Dear all,
My name is Marco, I am doing a PhD in Geology at Trinity College Dublin (acev...@tcd.ie). It has been an intensive 1 year and a half of progress working with a large database and MatLab data management and image analysis tools that I have newly developed for researchers working with Big Data from mapping experiments of rock samples. I know it is unusual to hear a geologist asking for deconvolution issues but I have chosen this mailing list (referred by Joshua Taillon) and I am seeking to collaborate with Computational Microscopy efforts as I am open-source as well.
I was working with the proprietary software AZtec (Oxford Instruments)
doing ‘auto PhaseMaps’ and 'QuantMaps' (elements wt.%). Acquiring large
areas of rock sections (cm2) is very computationally expensive and using a
binning factor (b.f.) of 1 for the calculations would take 2 weeks for offline processing of an EDX map, which is unpractical for working in a research laboratory. So, I have been using b.f. = 4 (sharply decreasing
the spatial resolution). This approach has shortfalls but it is the only option nowadays. Thus, if I want to scale up my work and do 4 or 5 thin sections (samples), I need to increase computing power (either by hardware or software solutions). A few details, to follow up:
- For obtaining QuantMap acquisition using a binning factor of 1,
which is means deconvolving 1 pixel composition from 1 pixel spectra
representing a single interaction volume, I need high performance computing. So
far, I have only achieved 24-hour processing at a binning factor of 4
(averaging 42 = 16 neighboring pixels) and downscaling to 1 (i.e.: 4
μm/px) is estimated to take around 2 weeks for completion (not
feasible).
- Further justifying wt. % accuracy, confidence levels and detection
limits will require insight into AZtec software (Oxford Instruments) data
structures and patented algorithms that work as a ´black box´ for front-end
users.
- Additionally, proprietary software (in general) is dedicated to run in a
single PC central processing unit (CPU). This implies that if you want quicker results, you need to upgrade whole PC and not spare parts (RAM, GPU), which is very expensive nowadays considering Moore's law decline in the last 7 years (e.g.: watch any of NVIDIA CEO Jensen Huang talks).
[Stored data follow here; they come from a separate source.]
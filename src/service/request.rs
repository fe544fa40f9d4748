// Request description and the request-execution seam.
// Any transport that can run a GET and decode JSON implements RequestService.

use std::future::Future;

use reqwest::Method;
use serde::de::DeserializeOwned;
use url::Url;

use crate::error::Result;

/// Response type the caller is willing to accept.
#[derive(Debug, Clone, Copy, PartialEq, Eq, Default)]
pub enum AcceptType {
    #[default]
    Json,
    Any,
}

impl AcceptType {
    pub fn header_value(&self) -> &'static str {
        match self {
            AcceptType::Json => "application/json",
            AcceptType::Any => "*/*",
        }
    }
}

/// A single request: target URL, method, query parameters, accepted response type.
#[derive(Debug, Clone, PartialEq, Eq)]
pub struct ServiceRequest {
    pub url: Url,
    pub method: Method,
    pub parameters: Vec<(String, String)>,
    pub accept: AcceptType,
}

impl ServiceRequest {
    /// GET request with no parameters, accepting JSON.
    pub fn get(url: Url) -> Self {
        Self {
            url,
            method: Method::GET,
            parameters: Vec::new(),
            accept: AcceptType::default(),
        }
    }

    /// Add a query parameter.
    pub fn parameter(mut self, name: impl Into<String>, value: impl Into<String>) -> Self {
        self.parameters.push((name.into(), value.into()));
        self
    }

    pub fn accept(mut self, accept: AcceptType) -> Self {
        self.accept = accept;
        self
    }
}

/// Executes requests and decodes typed JSON responses.
///
/// Implementations own timeouts and transport concerns. Errors are handed
/// back to the caller unchanged.
pub trait RequestService: Send + Sync {
    fn perform_decodable_get<T>(
        &self,
        request: ServiceRequest,
    ) -> impl Future<Output = Result<T>> + Send
    where
        T: DeserializeOwned + Send + 'static;
}
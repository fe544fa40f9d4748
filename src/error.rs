// Error types for devflags.
// Covers request construction, HTTP and decode failures, and cache I/O.

use thiserror::Error;

#[derive(Error, Debug)]
pub enum DevFlagsError {
    #[error("Request service unavailable")]
    ServiceUnavailable,

    #[error("No tokio runtime to run the request on")]
    RuntimeUnavailable,

    #[error("Failed to create request: {0}")]
    RequestConstruction(String),

    #[error("HTTP error: {0}")]
    Http(#[from] reqwest::Error),

    #[error("Resource not found: {0}")]
    NotFound(String),

    #[error("HTTP {status}: {body}")]
    Status { status: u16, body: String },

    #[error("JSON parsing error: {0}")]
    Json(#[from] serde_json::Error),

    #[error("IO error: {0}")]
    Io(#[from] std::io::Error),

    #[error("Unknown toggle: {0}")]
    InvalidToggle(String),

    #[error("{0}")]
    Other(String),
}

pub type Result<T> = std::result::Result<T, DevFlagsError>;
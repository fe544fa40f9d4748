// Command-line and environment configuration.
// Flags fall back to DEVFLAGS_* environment variables, then to defaults.

use std::path::PathBuf;
use std::time::Duration;

use clap::{Args, Parser, Subcommand};
use tracing::level_filters::LevelFilter;

use crate::cache::FileStore;
use crate::error::{DevFlagsError, Result};
use crate::feature::DEFAULT_ENDPOINT;
use crate::service::DEFAULT_TIMEOUT;
use crate::toggles::Toggle;

/// Command-line arguments for the devflags binary.
#[derive(Debug, Parser)]
#[command(name = "devflags", version, about = "Developer settings and remote feature config")]
pub struct Cli {
    #[command(flatten)]
    pub settings: Settings,

    #[command(subcommand)]
    pub command: Command,
}

/// Resolved runtime settings.
#[derive(Debug, Clone, Args)]
pub struct Settings {
    /// Feature-configuration endpoint.
    #[arg(long, env = "DEVFLAGS_ENDPOINT", default_value = DEFAULT_ENDPOINT)]
    pub endpoint: String,

    /// Directory for the durable cache. Defaults to the platform cache dir.
    #[arg(long, env = "DEVFLAGS_CACHE_DIR", value_name = "PATH")]
    pub cache_dir: Option<PathBuf>,

    /// HTTP request timeout in seconds.
    #[arg(
        long,
        env = "DEVFLAGS_TIMEOUT_SECS",
        default_value_t = DEFAULT_TIMEOUT.as_secs(),
        value_parser = clap::value_parser!(u64).range(1..)
    )]
    pub timeout_secs: u64,

    /// Default log level when RUST_LOG is unset.
    #[arg(long, env = "DEVFLAGS_LOG", default_value = "warn")]
    pub log_level: LevelFilter,
}

impl Settings {
    pub fn timeout(&self) -> Duration {
        Duration::from_secs(self.timeout_secs)
    }

    /// Durable store at the configured or platform cache directory.
    pub fn file_store(&self) -> Result<FileStore> {
        match &self.cache_dir {
            Some(dir) => Ok(FileStore::new(dir)),
            None => FileStore::default_location().ok_or_else(|| {
                DevFlagsError::Other("could not determine cache directory".to_string())
            }),
        }
    }
}

#[derive(Debug, Clone, Subcommand)]
pub enum Command {
    /// Print the cached feature config without touching the network.
    Show,
    /// Fetch the feature config and print it.
    Refresh,
    /// Print the value at a dotted path, fetching only if nothing fresh is cached.
    Get {
        /// Dotted path, e.g. `ios.0.yir.isEnabled`.
        path: String,
    },
    /// Inspect or change local developer toggles.
    Toggles {
        #[command(subcommand)]
        action: TogglesAction,
    },
}

#[derive(Debug, Clone, Subcommand)]
pub enum TogglesAction {
    /// List every toggle and its value.
    List,
    /// Set a toggle.
    Set {
        toggle: Toggle,
        #[arg(action = clap::ArgAction::Set)]
        value: bool,
    },
}
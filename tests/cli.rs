use assert_cmd::Command;
use httpmock::MockServer;
use predicates::str::contains;
use tempfile::TempDir;

fn devflags(cache: &TempDir) -> Command {
    let mut cmd = Command::new(assert_cmd::cargo::cargo_bin!("devflags"));
    cmd.env_remove("RUST_LOG")
        .arg("--cache-dir")
        .arg(cache.path());
    cmd
}

#[test]
fn toggles_set_then_list() {
    let cache = TempDir::new().unwrap();

    devflags(&cache)
        .args(["toggles", "set", "always-show-alt-text-entry-point", "true"])
        .assert()
        .success()
        .stdout(contains("always-show-alt-text-entry-point: true"));

    devflags(&cache)
        .args(["toggles", "list"])
        .assert()
        .success()
        .stdout(contains("always-show-alt-text-entry-point: true"))
        .stdout(contains("send-analytics-to-wmf-labs: false"));
}

#[test]
fn show_without_cache_reports_nothing_fresh() {
    let cache = TempDir::new().unwrap();

    devflags(&cache)
        .arg("show")
        .assert()
        .success()
        .stdout(contains("no fresh feature config cached"));
}

#[test]
fn get_fetches_once_then_serves_from_disk() {
    let server = MockServer::start();
    let mock = server.mock(|when, then| {
        when.method("GET")
            .path("/config")
            .query_param("action", "raw");
        then.status(200)
            .header("content-type", "application/json")
            .body(r#"{"version":7,"ios":[{"yir":{"isEnabled":false}}]}"#);
    });
    let cache = TempDir::new().unwrap();

    for _ in 0..2 {
        devflags(&cache)
            .arg("--endpoint")
            .arg(server.url("/config"))
            .args(["get", "ios.0.yir.isEnabled"])
            .assert()
            .success()
            .stdout(contains("false"));
    }

    mock.assert();
}

#[test]
fn bad_endpoint_fails() {
    let cache = TempDir::new().unwrap();

    devflags(&cache)
        .args(["--endpoint", "not a url", "refresh"])
        .assert()
        .failure()
        .stderr(contains("Failed to create request"));
}
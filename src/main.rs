// devflags command-line entry point.

use std::process::ExitCode;

use clap::Parser;
use serde::Serialize;

use devflags::cache::FileStore;
use devflags::service::HttpService;
use devflags::settings::{Cli, Command, Settings, TogglesAction};
use devflags::{DevFlagsError, DeveloperSettings, DeveloperToggles, FeatureConfig, Result, logging};

#[tokio::main]
async fn main() -> ExitCode {
    let cli = Cli::parse();

    if let Err(err) = logging::init(cli.settings.log_level) {
        eprintln!("{err}");
    }

    match run(cli).await {
        Ok(()) => ExitCode::SUCCESS,
        Err(err) => {
            tracing::error!(error = %err, "command failed");
            eprintln!("error: {err}");
            ExitCode::FAILURE
        }
    }
}

async fn run(cli: Cli) -> Result<()> {
    let store = cli.settings.file_store()?;

    match cli.command {
        Command::Toggles { action } => {
            run_toggles(DeveloperToggles::new(store), action);
            Ok(())
        }
        Command::Show => show(&developer_settings(store, &cli.settings)?),
        Command::Refresh => {
            let settings = developer_settings(store, &cli.settings)?;
            settings.refresh_config().await?;
            print_json(&loaded(&settings)?)
        }
        Command::Get { path } => get(&developer_settings(store, &cli.settings)?, &path).await,
    }
}

fn developer_settings(
    store: FileStore,
    settings: &Settings,
) -> Result<DeveloperSettings<FileStore, HttpService>> {
    let service = HttpService::new(settings.timeout())?;
    Ok(DeveloperSettings::new(store, settings.endpoint.clone()).with_service(service))
}

fn show(settings: &DeveloperSettings<FileStore, HttpService>) -> Result<()> {
    match settings.load_config() {
        Some(config) => print_json(&config),
        None => {
            println!("no fresh feature config cached; run `devflags refresh`");
            Ok(())
        }
    }
}

async fn get(settings: &DeveloperSettings<FileStore, HttpService>, path: &str) -> Result<()> {
    let config = match settings.load_config() {
        Some(config) => config,
        None => {
            settings.refresh_config().await?;
            loaded(settings)?
        }
    };

    match config.get(path) {
        Some(value) => print_json(value),
        None => Err(DevFlagsError::Other(format!("no value at {path}"))),
    }
}

fn run_toggles(toggles: DeveloperToggles<FileStore>, action: TogglesAction) {
    match action {
        TogglesAction::List => {
            for (toggle, value) in toggles.all() {
                println!("{toggle}: {value}");
            }
        }
        TogglesAction::Set { toggle, value } => {
            toggles.set(toggle, value);
            println!("{toggle}: {}", toggles.get(toggle));
        }
    }
}

fn loaded(settings: &DeveloperSettings<FileStore, HttpService>) -> Result<FeatureConfig> {
    settings
        .load_config()
        .ok_or_else(|| DevFlagsError::Other("feature config missing after refresh".to_string()))
}

fn print_json<T: Serialize + ?Sized>(value: &T) -> Result<()> {
    println!("{}", serde_json::to_string_pretty(value)?);
    Ok(())
}
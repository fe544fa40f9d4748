// HTTP request service.
// Runs ServiceRequests over reqwest and converts status codes to errors.

use std::time::Duration;

use reqwest::{
    Client, Method, Response, StatusCode,
    header::{ACCEPT, HeaderMap, HeaderValue, USER_AGENT},
};
use serde::de::DeserializeOwned;
use tracing::debug;

use crate::error::{DevFlagsError, Result};

use super::request::{RequestService, ServiceRequest};

const USER_AGENT_VALUE: &str = concat!("devflags/", env!("CARGO_PKG_VERSION"));

/// Default request timeout.
pub const DEFAULT_TIMEOUT: Duration = Duration::from_secs(30);

/// reqwest-backed request service.
#[derive(Debug, Clone)]
pub struct HttpService {
    client: Client,
}

impl HttpService {
    /// Create a new service with the given request timeout.
    pub fn new(timeout: Duration) -> Result<Self> {
        let mut headers = HeaderMap::new();
        headers.insert(USER_AGENT, HeaderValue::from_static(USER_AGENT_VALUE));

        let client = Client::builder()
            .default_headers(headers)
            .timeout(timeout)
            .build()
            .map_err(DevFlagsError::Http)?;

        Ok(Self { client })
    }

    /// Check response status and convert errors.
    async fn check_response(response: Response) -> Result<Response> {
        match response.status() {
            status if status.is_success() => Ok(response),
            StatusCode::NOT_FOUND => Err(DevFlagsError::NotFound(response.url().to_string())),
            status => Err(DevFlagsError::Status {
                status: status.as_u16(),
                body: response.text().await.unwrap_or_default(),
            }),
        }
    }
}

impl RequestService for HttpService {
    async fn perform_decodable_get<T>(&self, request: ServiceRequest) -> Result<T>
    where
        T: DeserializeOwned + Send + 'static,
    {
        if request.method != Method::GET {
            return Err(DevFlagsError::RequestConstruction(format!(
                "expected GET, got {}",
                request.method
            )));
        }

        debug!(url = %request.url, "performing GET");
        let response = self
            .client
            .get(request.url)
            .query(&request.parameters)
            .header(ACCEPT, request.accept.header_value())
            .send()
            .await
            .map_err(DevFlagsError::Http)?;

        let response = Self::check_response(response).await?;
        let body = response.bytes().await.map_err(DevFlagsError::Http)?;
        Ok(serde_json::from_slice(&body)?)
    }
}

#[cfg(test)]
mod tests {
    use super::*;
    use url::Url;

    #[tokio::test]
    async fn test_rejects_non_get() {
        let service = HttpService::new(DEFAULT_TIMEOUT).unwrap();
        let mut request = ServiceRequest::get(Url::parse("http://127.0.0.1:9/").unwrap());
        request.method = Method::POST;

        let result: Result<serde_json::Value> = service.perform_decodable_get(request).await;
        assert!(matches!(result, Err(DevFlagsError::RequestConstruction(_))));
    }
}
In this context, I made the following questions to Joshua Taillon (Nov 30, 2019):
- Should I recommend
acquiring a high performance PC to run AZtec (Oxford Instruments) in my laboratory? Talking about 10 thousand EUR and coming in at the beginning of 2021.
- Or, should I spend research time figuring out how to use HyperSpy to do the same iterative calculations of pixel wt.%? Will this give me the option to do
parallel computing and speed up?
In his reply (Dec 12, 2019), he mentioned that HyperSpy API software can do quantification from an spectral image (http://hyperspy.org/hyperspy-doc/current/user_guide/eds.html) like a AZtec
SmartMap raw data.
Despite not being user-friendly (Python), HyperSpy is open-source and portable
and can be run on any hardware, whether that's an expensive PCs, or a rented
out cluster on AWS, etc. In fact,
some operations are parallelizable, and matrix operations in general can be
fast, yet HyperSpy is not specifically optimized to be a super-fast analysis
tool. In addition, it enables doing analyses that would be very difficult (or
impossible) in most vendors' software. Finally, if you are doing
research (i.e. varying samples, processes, etc. rather than doing the same
process every day) I am of the strong opinion that "doing it
yourself" with respect to the analysis will give you more confidence in
your results.
Next, thinking about the expensive option of continue working with AZtec and acquiring a high performance PC, I needed PC benchmarking. Unfortunately, AZtec performance with QuantMaps has been rarely compared and you can only trust vendor's PC recommendations and semi-quantitative image array outputs. The best approximation of which hardware would perform best has been given by benchmarking with the automated mineralogy system TIMA 3 from TESCAN, in a personal communication with a member of their research group here is his reply:
- Tomáš Hrstka (January 16, 2020): "I did a lot of internal testing on speed and
performance and there is a number of factors affecting that. TIMA definitely
benefits from big RAM (128GB or more). PCI/M.2. SSD disks with 3000MB/s or more
make a big difference compare to classical SSD at 500MB/s. Running the
system at one such PCI/M.2.SSD and the hot data on another
such PCI/M.2.SSD is ideal. TIMA, unfortunately, does not take the benefit
of GPU computing. (I assume GPU will be important for your other applications). Faster
CPU you can get the better. Many processes in TIMA are optimized for
multithreading but not all, so you want multiple cores, but still decent speed
at a single core (e.g. intel Core i9-9900KS @ 4.00GHz). I can only assume
that other EDS software will potentially behave similarly. If you have AZtec in you lab you can easily run some
TaskManager performance tests to see if multithreading actually works or if GPU
is utilized during QuantMap..."
Hence, considering that pixel processing in a GPU would be cheaper and orders of magnitude faster than CPU, I have lately learned more about HyperSpy methods and done a comprehensive literature review. In brief, I am proposing the following steps:
- 0.- Create the phase map in HyperSpy (e.g.: https://pages.nist.gov/2019-06_CCEM_presentation/#/27). 1.- Export the
summed spectra for 1 mineral mask to DTSA-II. 2.- Perform a theoretical
calculation and analytical simulation (equal conditions to real-life
measurements in the MIRA3). 3.- Export the used k-factors (is that possible?).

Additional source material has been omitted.